Work instructions:
In the records that follow, find each line with "TimeDelta" and pull it out.

Content starts

use serde::{Deserialize, Serialize};
use uuid::Uuid;

use crate::error::DomainError;

pub const MAX_TITLE_LEN: usize = 200;
pub const MAX_SLUG_LEN: usize = 100;

/// Group entity - a slug-identified category posts may belong to.
#[derive(Debug, Clone, PartialEq, Eq, Serialize, Deserialize)]
pub struct Group {
    pub id: Uuid,
    pub title: String,
    pub slug: String,
    pub description: Option<String>,
}

impl Group {
    /// Create a group after checking the title and slug.
    pub fn new(
        title: impl Into<String>,
        slug: impl Into<String>,
        description: Option<String>,
    ) -> Result<Self, DomainError> {
        let title = title.into();
        let slug = slug.into();

        if title.trim().is_empty() || title.chars().count() > MAX_TITLE_LEN {
            return Err(DomainError::Validation(format!(
                "group title must be 1-{MAX_TITLE_LEN} characters"
            )));
        }
        if !is_valid_slug(&slug) {
            return Err(DomainError::Validation(format!("invalid group slug: {slug:?}")));
        }

        Ok(Self {
            id: Uuid::new_v4(),
            title,
            slug,
            description: description.filter(|d| !d.trim().is_empty()),
        })
    }
}

/// Slugs are ASCII letters, digits, hyphens and underscores.
pub fn is_valid_slug(slug: &str) -> bool {
    !slug.is_empty()
        && slug.len() <= MAX_SLUG_LEN
        && slug
            .chars()
            .all(|c| c.is_ascii_alphanumeric() || c == '-' || c == '_')
}

#[cfg(test)]
mod tests {
    use super::*;

    #[test]
    fn test_slug_rules() {
        assert!(is_valid_slug("cats"));
        assert!(is_valid_slug("big-cats_2"));
        assert!(!is_valid_slug(""));
        assert!(!is_valid_slug("with space"));
        assert!(!is_valid_slug("кошки"));
        assert!(!is_valid_slug(&"a".repeat(MAX_SLUG_LEN + 1)));
    }

    #[test]
    fn test_new_group_rejects_bad_input() {
        assert!(Group::new("Cats", "cats", None).is_ok());
        assert!(matches!(
            Group::new("", "cats", None),
            Err(DomainError::Validation(_))
        ));
        assert!(matches!(
            Group::new("Cats", "c a t s", None),
            Err(DomainError::Validation(_))
        ));
    }

    #[test]
    fn test_blank_description_is_dropped() {
        let group = Group::new("Cats", "cats", Some("  ".into())).unwrap();
        assert_eq!(group.description, None);
    }
}
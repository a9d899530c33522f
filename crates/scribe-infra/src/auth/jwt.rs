//! Session tokens as HS256 JWTs.

use chrono::{TimeDelta, Utc};
use jsonwebtoken::{DecodingKey, EncodingKey, Header, Validation, decode, encode};
use serde::{Deserialize, Serialize};
use uuid::Uuid;

use scribe_core::ports::{AuthError, TokenClaims, TokenService};

const DEV_SECRET: &str = "change-me-in-production";

/// JWT token service configuration.
#[derive(Debug, Clone)]
pub struct JwtConfig {
    pub secret: String,
    pub expiration_hours: i64,
    pub issuer: String,
}

impl Default for JwtConfig {
    fn default() -> Self {
        Self {
            secret: DEV_SECRET.to_string(),
            expiration_hours: 24 * 14,
            issuer: "scribe".to_string(),
        }
    }
}

impl JwtConfig {
    /// Load from `JWT_SECRET`, `JWT_EXPIRATION_HOURS` and `JWT_ISSUER`.
    pub fn from_env() -> Self {
        let defaults = Self::default();
        let secret = std::env::var("JWT_SECRET").unwrap_or(defaults.secret);

        if secret == DEV_SECRET {
            let is_production = std::env::var("RUST_ENV")
                .map(|v| v == "production" || v == "prod")
                .unwrap_or(false);

            if is_production {
                tracing::error!(
                    "SECURITY: Using default JWT secret in production! Set JWT_SECRET environment variable."
                );
            } else {
                tracing::warn!("Using default JWT secret. Set JWT_SECRET for production use.");
            }
        }

        Self {
            secret,
            expiration_hours: std::env::var("JWT_EXPIRATION_HOURS")
                .ok()
                .and_then(|s| s.parse().ok())
                .unwrap_or(defaults.expiration_hours),
            issuer: std::env::var("JWT_ISSUER").unwrap_or(defaults.issuer),
        }
    }
}

#[derive(Debug, Serialize, Deserialize)]
struct Claims {
    sub: String,
    username: String,
    exp: i64,
    iat: i64,
    iss: String,
}

pub struct JwtTokenService {
    encoding_key: EncodingKey,
    decoding_key: DecodingKey,
    config: JwtConfig,
}

impl JwtTokenService {
    pub fn new(config: JwtConfig) -> Self {
        Self {
            encoding_key: EncodingKey::from_secret(config.secret.as_bytes()),
            decoding_key: DecodingKey::from_secret(config.secret.as_bytes()),
            config,
        }
    }

    pub fn from_env() -> Self {
        Self::new(JwtConfig::from_env())
    }
}

impl TokenService for JwtTokenService {
    fn generate_token(&self, user_id: Uuid, username: &str) -> Result<String, AuthError> {
        let now = Utc::now();
        let exp = now + TimeDelta::hours(self.config.expiration_hours);

        let claims = Claims {
            sub: user_id.to_string(),
            username: username.to_string(),
            exp: exp.timestamp(),
            iat: now.timestamp(),
            iss: self.config.issuer.clone(),
        };

        encode(&Header::default(), &claims, &self.encoding_key)
            .map_err(|e| AuthError::InvalidToken(e.to_string()))
    }

    fn validate_token(&self, token: &str) -> Result<TokenClaims, AuthError> {
        let mut validation = Validation::default();
        validation.set_issuer(&[&self.config.issuer]);

        let data = decode::<Claims>(token, &self.decoding_key, &validation).map_err(|e| {
            match e.kind() {
                jsonwebtoken::errors::ErrorKind::ExpiredSignature => AuthError::TokenExpired,
                _ => AuthError::InvalidToken(e.to_string()),
            }
        })?;

        let user_id =
            Uuid::parse_str(&data.claims.sub).map_err(|e| AuthError::InvalidToken(e.to_string()))?;

        Ok(TokenClaims {
            user_id,
            username: data.claims.username,
            exp: data.claims.exp,
        })
    }

    fn expiration_seconds(&self) -> i64 {
        self.config.expiration_hours * 3600
    }
}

Content ends

Solved exercise:
use chrono::{TimeDelta, Utc};
        let exp = now + TimeDelta::hours(self.config.expiration_hours);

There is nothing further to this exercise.